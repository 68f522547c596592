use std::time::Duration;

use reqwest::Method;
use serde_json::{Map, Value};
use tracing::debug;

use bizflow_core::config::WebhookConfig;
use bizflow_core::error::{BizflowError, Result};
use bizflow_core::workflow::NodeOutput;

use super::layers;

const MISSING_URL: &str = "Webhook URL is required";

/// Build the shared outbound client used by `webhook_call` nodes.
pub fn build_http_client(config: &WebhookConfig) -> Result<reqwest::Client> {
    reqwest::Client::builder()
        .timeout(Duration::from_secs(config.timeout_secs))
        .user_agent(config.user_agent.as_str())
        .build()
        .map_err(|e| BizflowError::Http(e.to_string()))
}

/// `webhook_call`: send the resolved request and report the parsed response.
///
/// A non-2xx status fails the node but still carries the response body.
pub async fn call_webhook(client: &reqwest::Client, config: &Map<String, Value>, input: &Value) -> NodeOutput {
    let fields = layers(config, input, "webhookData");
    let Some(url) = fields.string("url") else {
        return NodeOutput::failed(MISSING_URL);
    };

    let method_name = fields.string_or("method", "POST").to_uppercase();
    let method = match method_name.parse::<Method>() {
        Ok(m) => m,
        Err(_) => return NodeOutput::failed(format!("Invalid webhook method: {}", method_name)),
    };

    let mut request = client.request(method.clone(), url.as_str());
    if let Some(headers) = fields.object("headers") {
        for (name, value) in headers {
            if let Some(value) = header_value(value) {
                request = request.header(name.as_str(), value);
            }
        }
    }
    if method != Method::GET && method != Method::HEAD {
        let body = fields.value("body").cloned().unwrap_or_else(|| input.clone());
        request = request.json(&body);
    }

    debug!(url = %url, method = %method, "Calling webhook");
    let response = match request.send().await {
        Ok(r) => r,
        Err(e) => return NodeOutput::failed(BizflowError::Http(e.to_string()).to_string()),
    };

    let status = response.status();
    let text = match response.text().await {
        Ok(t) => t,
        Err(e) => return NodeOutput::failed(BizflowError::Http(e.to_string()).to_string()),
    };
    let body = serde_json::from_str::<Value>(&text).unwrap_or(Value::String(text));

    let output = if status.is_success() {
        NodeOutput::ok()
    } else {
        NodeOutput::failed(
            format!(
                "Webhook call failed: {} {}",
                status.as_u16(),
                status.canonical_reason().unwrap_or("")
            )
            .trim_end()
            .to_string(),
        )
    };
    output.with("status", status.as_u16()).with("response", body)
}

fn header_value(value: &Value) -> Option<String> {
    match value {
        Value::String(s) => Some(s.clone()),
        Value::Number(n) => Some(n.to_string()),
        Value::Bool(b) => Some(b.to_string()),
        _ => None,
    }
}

• [Task directions]:
Using the entries above, tally how many lines have the word "text" in them; write the number and nothing more.

• [Exercise response]:
2